Obstetric admissions in our study were largely due to perioperative cardiac arrest occurring as a consequence of peripartum haemorrhage, eclampsia and/or sepsis. Following the introduction of protocolised care for peripartum emergencies and the establishment of the obstetric high dependency unit (patient monitors and more intense nursing and protocols without mechanical ventilation) at the Mulago hospital, the number of obstetric critically ill patients admitted to the study ICU dropped substantially.
Limitations of this study include its retrospective nature with the consequence that it could not provide the same level of evidence as a prospective survey. Furthermore, due to the concise format of medical records, only limited data could be retrieved for this audit. For example, information on whether patients received mechanical ventilation; the volume of fluids; and drugs was not available. According to anecdotal evidence, 99% of all admissions are mechanically ventilated; however, the lack of data to support this precludes us stating this as a fact. Other ICU-relevant data would have allowed better description of the study population. More detailed data may have allowed for examination of other variables associated with mortality. It is hoped that advances in health information technology in low-income countries will result in improved reporting ability in the future.

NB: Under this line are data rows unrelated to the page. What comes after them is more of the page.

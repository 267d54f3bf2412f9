//! Core logging bootstrap and safety policy.
//!
//! # Responsibility
//! - Initialize file-based rolling logs exactly once per process.
//! - Emit metadata-only `event=... module=... status=...` lines from core.
//!
//! # Invariants
//! - Logging init is idempotent for the same level and directory.
//! - Re-initialization with a different level or directory is rejected.
//! - Logging initialization must not panic.
//! - Visitor input (form fields) never reaches a log line.

use flexi_logger::{Cleanup, Criterion, FileSpec, Logger, LoggerHandle, Naming, WriteMode};
use log::{error, info};
use once_cell::sync::OnceCell;
use std::error::Error;
use std::fmt::{Display, Formatter};
use std::path::{Path, PathBuf};

const LOG_FILE_BASENAME: &str = "folio";
const MAX_LOG_FILE_SIZE_BYTES: u64 = 10 * 1024 * 1024;
const MAX_LOG_FILES: usize = 5;
const MAX_PANIC_PAYLOAD_CHARS: usize = 160;

static LOGGING_STATE: OnceCell<LoggingState> = OnceCell::new();
static PANIC_HOOK_INSTALLED: OnceCell<()> = OnceCell::new();

struct LoggingState {
    level: &'static str,
    log_dir: PathBuf,
    _logger: LoggerHandle,
}

/// Logging bootstrap errors.
#[derive(Debug, Clone, PartialEq, Eq)]
pub enum LoggingError {
    UnsupportedLevel(String),
    EmptyLogDir,
    RelativeLogDir(String),
    CreateDir { path: PathBuf, reason: String },
    Backend(String),
    LevelConflict {
        active: &'static str,
        requested: &'static str,
    },
    DirConflict { active: PathBuf, requested: PathBuf },
}

impl Display for LoggingError {
    fn fmt(&self, f: &mut Formatter<'_>) -> std::fmt::Result {
        match self {
            Self::UnsupportedLevel(value) => write!(
                f,
                "unsupported log level `{value}`; expected trace|debug|info|warn|error"
            ),
            Self::EmptyLogDir => write!(f, "log_dir cannot be empty"),
            Self::RelativeLogDir(value) => {
                write!(f, "log_dir must be an absolute path, got `{value}`")
            }
            Self::CreateDir { path, reason } => write!(
                f,
                "failed to create log directory `{}`: {reason}",
                path.display()
            ),
            Self::Backend(reason) => write!(f, "failed to start logger: {reason}"),
            Self::LevelConflict { active, requested } => write!(
                f,
                "logging already initialized with level `{active}`; refusing to switch to `{requested}`"
            ),
            Self::DirConflict { active, requested } => write!(
                f,
                "logging already initialized at `{}`; refusing to switch to `{}`",
                active.display(),
                requested.display()
            ),
        }
    }
}

impl Error for LoggingError {}

/// Initializes core logging with level and directory.
///
/// # Errors
/// - Unsupported `level`, empty or relative `log_dir`.
/// - Directory creation or logger backend failure.
/// - A conflicting earlier initialization.
pub fn init_logging(level: &str, log_dir: &str) -> Result<(), LoggingError> {
    let level = normalize_level(level)?;
    let log_dir = normalize_log_dir(log_dir)?;

    let state = LOGGING_STATE.get_or_try_init(|| start_logger(level, log_dir.as_path()))?;
    check_matches(state, level, log_dir.as_path())
}

/// Returns `(level, log_dir)` when logging is active.
pub fn logging_status() -> Option<(&'static str, PathBuf)> {
    LOGGING_STATE
        .get()
        .map(|state| (state.level, state.log_dir.clone()))
}

/// `debug` for debug builds, `info` for release builds.
pub fn default_log_level() -> &'static str {
    if cfg!(debug_assertions) {
        "debug"
    } else {
        "info"
    }
}

fn start_logger(level: &'static str, log_dir: &Path) -> Result<LoggingState, LoggingError> {
    std::fs::create_dir_all(log_dir).map_err(|err| LoggingError::CreateDir {
        path: log_dir.to_path_buf(),
        reason: err.to_string(),
    })?;

    let logger = Logger::try_with_str(level)
        .map_err(|err| LoggingError::Backend(err.to_string()))?
        .log_to_file(
            FileSpec::default()
                .directory(log_dir)
                .basename(LOG_FILE_BASENAME),
        )
        .rotate(
            Criterion::Size(MAX_LOG_FILE_SIZE_BYTES),
            Naming::Numbers,
            Cleanup::KeepLogFiles(MAX_LOG_FILES),
        )
        .write_mode(WriteMode::BufferAndFlush)
        .append()
        // Format: [YYYY-MM-DD HH:MM:SS.ffffff TZ] LEVEL [module] file:line: message
        .format_for_files(flexi_logger::detailed_format)
        .start()
        .map_err(|err| LoggingError::Backend(err.to_string()))?;

    install_panic_hook_once();

    info!(
        "event=app_start module=core status=ok platform={} build_mode={} version={}",
        std::env::consts::OS,
        build_mode(),
        env!("CARGO_PKG_VERSION")
    );
    info!(
        "event=core_init module=core status=ok level={} log_dir={}",
        level,
        log_dir.display()
    );

    Ok(LoggingState {
        level,
        log_dir: log_dir.to_path_buf(),
        _logger: logger,
    })
}

fn check_matches(
    state: &LoggingState,
    level: &'static str,
    log_dir: &Path,
) -> Result<(), LoggingError> {
    if state.log_dir != log_dir {
        return Err(LoggingError::DirConflict {
            active: state.log_dir.clone(),
            requested: log_dir.to_path_buf(),
        });
    }
    if state.level != level {
        return Err(LoggingError::LevelConflict {
            active: state.level,
            requested: level,
        });
    }
    Ok(())
}

fn normalize_level(level: &str) -> Result<&'static str, LoggingError> {
    match level.trim().to_ascii_lowercase().as_str() {
        "trace" => Ok("trace"),
        "debug" => Ok("debug"),
        "info" => Ok("info"),
        "warn" | "warning" => Ok("warn"),
        "error" => Ok("error"),
        other => Err(LoggingError::UnsupportedLevel(other.to_string())),
    }
}

fn normalize_log_dir(log_dir: &str) -> Result<PathBuf, LoggingError> {
    let trimmed = log_dir.trim();
    if trimmed.is_empty() {
        return Err(LoggingError::EmptyLogDir);
    }
    let path = Path::new(trimmed);
    if !path.is_absolute() {
        return Err(LoggingError::RelativeLogDir(trimmed.to_string()));
    }
    Ok(path.to_path_buf())
}

fn build_mode() -> &'static str {
    if cfg!(debug_assertions) {
        "debug"
    } else {
        "release"
    }
}

fn install_panic_hook_once() {
    if PANIC_HOOK_INSTALLED.get().is_some() {
        return;
    }

    let previous_hook = std::panic::take_hook();
    std::panic::set_hook(Box::new(move |panic_info| {
        // Payloads may echo visitor input; sanitize and cap before logging.
        let location = panic_info
            .location()
            .map(|loc| format!("{}:{}", loc.file(), loc.line()))
            .unwrap_or_else(|| "unknown".to_string());
        let payload = panic_payload_summary(panic_info);
        error!(
            "event=panic_captured module=core status=error location={} payload={}",
            location, payload
        );
        previous_hook(panic_info);
    }));

    let _ = PANIC_HOOK_INSTALLED.set(());
}

fn panic_payload_summary(info: &std::panic::PanicHookInfo<'_>) -> String {
    let payload = if let Some(message) = info.payload().downcast_ref::<&str>() {
        (*message).to_string()
    } else if let Some(message) = info.payload().downcast_ref::<String>() {
        message.clone()
    } else {
        "non-string panic payload".to_string()
    };

    sanitize_message(&payload, MAX_PANIC_PAYLOAD_CHARS)
}

fn sanitize_message(value: &str, max_chars: usize) -> String {
    let normalized = value.replace(['\n', '\r'], " ");
    let mut truncated = normalized.chars().take(max_chars).collect::<String>();
    if normalized.chars().count() > max_chars {
        truncated.push_str("...");
    }
    truncated
}

#[cfg(test)]
mod tests {
    use super::{
        init_logging, logging_status, normalize_level, normalize_log_dir, sanitize_message,
        LoggingError,
    };
    use std::path::PathBuf;
    use std::time::{SystemTime, UNIX_EPOCH};

    fn unique_temp_dir(suffix: &str) -> PathBuf {
        let nanos = SystemTime::now()
            .duration_since(UNIX_EPOCH)
            .expect("system time should be after unix epoch")
            .as_nanos();
        std::env::temp_dir().join(format!(
            "folio-logging-{suffix}-{}-{nanos}",
            std::process::id()
        ))
    }

    #[test]
    fn normalize_level_accepts_known_values() {
        assert_eq!(normalize_level("INFO").expect("INFO should normalize"), "info");
        assert_eq!(
            normalize_level(" warning ").expect("warning should normalize"),
            "warn"
        );
        assert_eq!(
            normalize_level("verbose").expect_err("unknown level"),
            LoggingError::UnsupportedLevel("verbose".to_string())
        );
    }

    #[test]
    fn normalize_log_dir_rejects_relative_and_empty_paths() {
        let error = normalize_log_dir("logs/dev").expect_err("relative paths must be rejected");
        assert!(error.to_string().contains("absolute"));
        assert_eq!(
            normalize_log_dir("  ").expect_err("empty dir"),
            LoggingError::EmptyLogDir
        );
    }

    #[test]
    fn sanitize_message_removes_newlines_and_truncates() {
        let sanitized = sanitize_message("line1\nline2\rline3", 8);
        assert!(!sanitized.contains('\n'));
        assert!(!sanitized.contains('\r'));
        assert!(sanitized.ends_with("..."));
    }

    #[test]
    fn init_logging_is_idempotent_for_same_config_and_rejects_conflicts() {
        let log_dir = unique_temp_dir("idempotent");
        let log_dir_str = log_dir
            .to_str()
            .expect("temp dir should be valid UTF-8")
            .to_string();
        let second_dir = unique_temp_dir("different");
        let second_dir_str = second_dir
            .to_str()
            .expect("temp dir should be valid UTF-8")
            .to_string();

        init_logging("info", &log_dir_str).expect("first init should succeed");
        init_logging("info", &log_dir_str).expect("same config should be idempotent");

        let level_error =
            init_logging("debug", &log_dir_str).expect_err("level conflict should fail");
        assert!(matches!(level_error, LoggingError::LevelConflict { .. }));

        let dir_error =
            init_logging("info", &second_dir_str).expect_err("directory conflict should fail");
        assert!(dir_error.to_string().contains("refusing to switch"));

        let (active_level, active_dir) = logging_status().expect("logging should be active");
        assert_eq!(active_level, "info");
        assert_eq!(active_dir, log_dir);
    }
}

This is the largest study to date of critically ill patients in a low-income setting in sub-Saharan Africa. Our ICU study population is a young one and, even though we have limited data for comparison, high-income countries may have an older ICU population. We had a mortality rate of 40.1%, with sepsis, head injury, acute lung injury and HIV/AIDS the most common admission diagnoses. The mortality rate stayed the same over time, possibly because the admitting doctors stuck to their prognoses, and there are limitations in resources and a paucity of use of evidence-based practice. The fact that half the patients came from outside of the capital city is explained by the dearth of ICU beds in the country as a whole. Critical care remains a neglected area of health service delivery in this setting, with large numbers of patients with potentially treatable conditions not having access to such services. Further research needs to be carried out in ICUs in other resource limited settings, including a prospective study to estimate the resources required to design resource appropriate units in such settings and the impact on morbidity and mortality, especially for the most common conditions.